Scroll horizontally to browse
Parties

Request for a preliminary ruling from European Court of Justice re:

Home Credit Slovakia a.s. (HSC)

-v-

Klára Bíróová

Date 09 November 2016
Citation number Case C-42/15
Court European Court of Justice (ECJ)
Category Contractual debt claim
To print a complete version of this article, click the PDF on the top right. Facts

HCS is a bank in Slovakia. In June 2011, HCS granted Ms Bíróovà a loan for €700. The loan agreement provided that HCS’ general terms and conditions were incorporated into the agreement. The loan agreement also provided that by signing the agreement, Ms Bíróovà confirmed that she had read and understood HCS’ general terms and conditions and agreed to be bound by them. HCS’ general terms and conditions were contained in a separate document and Ms Bíróovà had not signed them.

Ms Bíróovà made two loan repayments and then stopped repaying the loan. HCS brought an action against her in the Slovakian courts. The Slovakian court asked the ECJ for clarification on certain questions arising from the Consumer Credit Directive (the Directive).

Decision

Does the CCD require credit agreements to be drawn up as a single document?

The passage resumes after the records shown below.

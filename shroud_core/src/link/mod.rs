/*!
Link session management.

The wire transport itself (a reliable authenticated datagram protocol) is
an external collaborator: a link hands it commands over a channel and is
driven back through `handle_wire_event`. What lives here is the session
lifecycle — `Pending → Authed → Closed` — and the authentication rule: a
session becomes `Authed` only once the peer's identity signature over the
handshake transcript checks out against the contact it claims, with the
transport key pinned to the matching advertised address.
*/

pub mod session;

use std::io::{ErrorKind, Read, Write};
use std::net::IpAddr;
use std::path::Path;
use std::sync::Arc;

use futures::channel::mpsc;
use rand::thread_rng;
use tokio::sync::RwLock;

use shroud_crypto::{RouterId, SecretKey, Signature, Verifier, KEY_SIZE};
use shroud_packet::rc::RouterContact;

use crate::event::{EventTx, RouterEvent};

pub use self::session::{Session, SessionStatus};

/// Whether a link accepts sessions or dials them.
#[derive(Clone, Copy, Debug, Eq, PartialEq)]
pub enum LinkKind {
    Inbound,
    Outbound,
}

/// Commands a link issues to its wire transport.
#[derive(Clone, Debug)]
pub enum WireCommand {
    /// Dial the peer at one of its advertised addresses and run the
    /// handshake.
    Connect(Box<RouterContact>),
    /// Ship an encoded link message to an authed peer.
    Send(RouterId, Vec<u8>),
    /// Tear the session down.
    Close(RouterId),
    /// Keep the session from idling out.
    KeepAlive(RouterId),
}

/// Feedback from the wire transport into the link layer.
#[derive(Debug)]
pub enum WireEvent {
    /// The transport finished a handshake; the link still has to
    /// authenticate it.
    HandshakeDone {
        rc: RouterContact,
        /// Address the peer was reached at (or came from).
        ip: IpAddr,
        /// Transcript both sides agree on.
        transcript: Vec<u8>,
        /// Peer identity signature over the transcript.
        signature: Signature,
    },
    /// The transport lost or closed the session.
    Closed(RouterId),
    /// One datagram of link-message bytes from an authed session.
    Datagram { from: RouterId, data: Vec<u8> },
}

/// Transmit half of a link's wire command channel.
pub type WireTx = mpsc::UnboundedSender<WireCommand>;

/// Receive half of a link's wire command channel.
pub type WireRx = mpsc::UnboundedReceiver<WireCommand>;

struct LinkState {
    /// Multimap: transient duplicates are allowed during renegotiation.
    sessions: std::collections::HashMap<RouterId, Vec<Session>>,
}

/// One link endpoint: the outbound connector or one inbound listener.
#[derive(Clone)]
pub struct Link {
    kind: LinkKind,
    name: String,
    wire_tx: WireTx,
    event_tx: EventTx,
    state: Arc<RwLock<LinkState>>,
}

impl Link {
    pub fn new(kind: LinkKind, name: &str, wire_tx: WireTx, event_tx: EventTx) -> Link {
        Link {
            kind,
            name: name.to_string(),
            wire_tx,
            event_tx,
            state: Arc::new(RwLock::new(LinkState {
                sessions: std::collections::HashMap::new(),
            })),
        }
    }

    pub fn kind(&self) -> LinkKind {
        self.kind
    }

    pub fn name(&self) -> &str {
        &self.name
    }

    /// Whether an authed session to the peer exists.
    pub async fn has_session_to(&self, id: &RouterId) -> bool {
        self.state.read().await.sessions.get(id).map_or(false, |sessions| {
            sessions
                .iter()
                .any(|session| session.status == SessionStatus::Authed)
        })
    }

    /** Start establishing a session to the peer.

    Returns `false` without dialing when the contact advertises no
    addresses or a session attempt is already underway.
    */
    pub async fn try_establish_to(&self, rc: &RouterContact) -> bool {
        if !rc.is_public() {
            debug!("cannot establish to {}, no addresses", rc.router_id());
            return false;
        }
        let id = rc.router_id();
        {
            let mut state = self.state.write().await;
            let sessions = state.sessions.entry(id).or_default();
            if sessions
                .iter()
                .any(|session| session.status != SessionStatus::Closed)
            {
                return false;
            }
            sessions.push(Session::pending(id, self.kind));
        }
        debug!("{}: establishing session to {}", self.name, id);
        self.wire_tx
            .unbounded_send(WireCommand::Connect(Box::new(rc.clone())))
            .is_ok()
    }

    /// Close every session to the peer.
    pub async fn close_session_to(&self, id: &RouterId) {
        let mut state = self.state.write().await;
        if let Some(sessions) = state.sessions.get_mut(id) {
            for session in sessions.iter_mut() {
                session.status = SessionStatus::Closed;
            }
        }
        self.wire_tx.unbounded_send(WireCommand::Close(*id)).ok();
    }

    pub async fn keep_alive_session_to(&self, id: &RouterId) {
        if self.has_session_to(id).await {
            self.wire_tx.unbounded_send(WireCommand::KeepAlive(*id)).ok();
        }
    }

    /// Ship encoded bytes to the peer. `false` means no authed session or
    /// the transport refused.
    pub async fn send_to(&self, id: &RouterId, data: Vec<u8>) -> bool {
        if !self.has_session_to(id).await {
            return false;
        }
        self.wire_tx
            .unbounded_send(WireCommand::Send(*id, data))
            .is_ok()
    }

    /// Visit every session of this link.
    pub async fn for_each_session<F: FnMut(&Session)>(&self, mut visitor: F) {
        for sessions in self.state.read().await.sessions.values() {
            for session in sessions {
                visitor(session);
            }
        }
    }

    pub async fn num_authed(&self) -> usize {
        self.state
            .read()
            .await
            .sessions
            .values()
            .flatten()
            .filter(|session| session.status == SessionStatus::Authed)
            .count()
    }

    /// Ask the transport to re-run the handshake on every authed
    /// session, e.g. after a key rotation.
    pub async fn renegotiate_all(&self) {
        let rcs: Vec<RouterContact> = self
            .state
            .read()
            .await
            .sessions
            .values()
            .flatten()
            .filter(|session| session.status == SessionStatus::Authed)
            .filter_map(|session| session.rc.clone())
            .collect();
        for rc in rcs {
            self.wire_tx
                .unbounded_send(WireCommand::Connect(Box::new(rc)))
                .ok();
        }
    }

    /// Drive the session state machine from a transport event.
    pub async fn handle_wire_event(&self, event: WireEvent) {
        match event {
            WireEvent::HandshakeDone {
                rc,
                ip,
                transcript,
                signature,
            } => self.authenticate(rc, ip, transcript, signature).await,
            WireEvent::Closed(id) => {
                let mut state = self.state.write().await;
                if let Some(sessions) = state.sessions.get_mut(&id) {
                    for session in sessions.iter_mut() {
                        session.status = SessionStatus::Closed;
                    }
                    sessions.retain(|session| session.status != SessionStatus::Closed);
                    if sessions.is_empty() {
                        state.sessions.remove(&id);
                    }
                }
                drop(state);
                self.event_tx
                    .unbounded_send(RouterEvent::SessionClosed(id))
                    .ok();
            }
            WireEvent::Datagram { from, data } => {
                if self.has_session_to(&from).await {
                    self.event_tx
                        .unbounded_send(RouterEvent::InboundMessage { from, data })
                        .ok();
                } else {
                    debug!("{}: datagram from {} without session", self.name, from);
                }
            }
        }
    }

    /** Authenticate a finished handshake.

    The contact must advertise the address the transport used, and the
    identity signature over the transcript must verify. Failure closes
    the session.
    */
    async fn authenticate(
        &self,
        rc: RouterContact,
        ip: IpAddr,
        transcript: Vec<u8>,
        signature: Signature,
    ) {
        let id = rc.router_id();
        let authed = rc.addr_for_ip(ip).is_some()
            && rc
                .identity
                .verifying_key()
                .map_or(false, |key| key.verify(&transcript, &signature).is_ok());

        if !authed {
            warn!("{}: session auth to {} failed", self.name, id);
            self.close_session_to(&id).await;
            return;
        }

        {
            let mut state = self.state.write().await;
            let sessions = state.sessions.entry(id).or_default();
            // outbound: flip the pending session; inbound: accept fresh
            match sessions
                .iter_mut()
                .find(|session| session.status == SessionStatus::Pending)
            {
                Some(session) => session.auth(rc.clone()),
                None => {
                    let mut session = Session::pending(id, self.kind);
                    session.auth(rc.clone());
                    sessions.push(session);
                }
            }
        }
        info!("{}: session with {} established", self.name, id);
        self.event_tx
            .unbounded_send(RouterEvent::SessionEstablished(rc, self.kind))
            .ok();
    }
}

/// The link session manager: one outbound connector plus any number of
/// inbound listeners.
#[derive(Clone)]
pub struct LinkManager {
    outbound: Link,
    inbound: Vec<Link>,
}

impl LinkManager {
    pub fn new(outbound: Link, inbound: Vec<Link>) -> LinkManager {
        LinkManager { outbound, inbound }
    }

    /// A node with at least one inbound link is a service node.
    pub fn is_service_node(&self) -> bool {
        !self.inbound.is_empty()
    }

    pub fn outbound(&self) -> &Link {
        &self.outbound
    }

    pub fn inbound(&self) -> &[Link] {
        &self.inbound
    }

    pub async fn has_session_to(&self, id: &RouterId) -> bool {
        self.link_with_session(id).await.is_some()
    }

    /// The link currently holding an authed session to the peer, inbound
    /// links first.
    pub async fn link_with_session(&self, id: &RouterId) -> Option<&Link> {
        for link in &self.inbound {
            if link.has_session_to(id).await {
                return Some(link);
            }
        }
        if self.outbound.has_session_to(id).await {
            return Some(&self.outbound);
        }
        None
    }

    /// Dial a peer on the outbound link.
    pub async fn try_establish_to(&self, rc: &RouterContact) -> bool {
        self.outbound.try_establish_to(rc).await
    }

    pub async fn close_session_to(&self, id: &RouterId) {
        self.outbound.close_session_to(id).await;
        for link in &self.inbound {
            link.close_session_to(id).await;
        }
    }

    pub async fn keep_alive_session_to(&self, id: &RouterId) {
        if let Some(link) = self.link_with_session(id).await {
            link.keep_alive_session_to(id).await;
        }
    }

    pub async fn num_authed(&self) -> usize {
        let mut count = self.outbound.num_authed().await;
        for link in &self.inbound {
            count += link.num_authed().await;
        }
        count
    }

    pub async fn for_each_session<F: FnMut(&Session)>(&self, mut visitor: F) {
        self.outbound.for_each_session(&mut visitor).await;
        for link in &self.inbound {
            link.for_each_session(&mut visitor).await;
        }
    }

    /// Re-run the handshake on every authed session after a key rotation.
    pub async fn renegotiate_sessions(&self) {
        self.outbound.renegotiate_all().await;
        for link in &self.inbound {
            link.renegotiate_all().await;
        }
    }
}

/** Load the transport secret key from `path`, generating and storing a
fresh one on first run.
*/
pub fn ensure_transport_keys(path: &Path) -> std::io::Result<SecretKey> {
    match std::fs::File::open(path) {
        Ok(mut file) => {
            let mut bytes = [0; KEY_SIZE];
            file.read_exact(&mut bytes)?;
            Ok(SecretKey::from(bytes))
        }
        Err(error) if error.kind() == ErrorKind::NotFound => {
            info!("generating new transport keys at '{}'", path.display());
            let key = SecretKey::generate(&mut thread_rng());
            let mut file = create_private_file(path)?;
            file.write_all(&key.to_bytes())?;
            Ok(key)
        }
        Err(error) => Err(error),
    }
}

#[cfg(unix)]
fn create_private_file(path: &Path) -> std::io::Result<std::fs::File> {
    use std::os::unix::fs::OpenOptionsExt;
    std::fs::OpenOptions::new()
        .create(true)
        .write(true)
        .mode(0o600)
        .open(path)
}

#[cfg(not(unix))]
fn create_private_file(path: &Path) -> std::io::Result<std::fs::File> {
    std::fs::File::create(path)
}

The ECJ ruled that there is nothing in the Directive requiring a credit agreement to be a single document. However, where a credit agreement refers to another document which it states is an integral part of the agreement, that document must be on a “durable medium” and must be given to the customer prior to the customer signing the agreement.

Could a member state legislate that both the credit agreement and any documents incorporated by the credit agreement must be signed in order to create a binding agreement?

The ECJ ruled that a member state could.

If a credit agreement does not include all the information that must be included in accordance with the Directive, can a member state impose a penalty on the lender?

The ECJ ruled that a member state could penalise a lender in this scenario. The choice of penalties is at the member state’s discretion, but the penalty must be proportionate to the seriousness of the omission. Removing the lender’s ability to recover interest and charges would be considered proportionate.

Noteworthy/ Novel points

The ECJ’s decision that a credit agreement need not be contained in a single document is in line with the principles under English law.

Under English law however, a credit agreement is unenforceable if it does not contain the information it is required to by law, on the basis that it is not a validly executed contract. The lender must seek the permission of the court to enforce the contract. When considering the application, the court will consider the degree of prejudice caused by the omission and the degree of culpability for it.

This document (and any information accessed through links in this document) is provided for information purposes only and does not constitute legal advice. Professional legal advice should be obtained before taking or refraining from any action as a result of the contents of this document.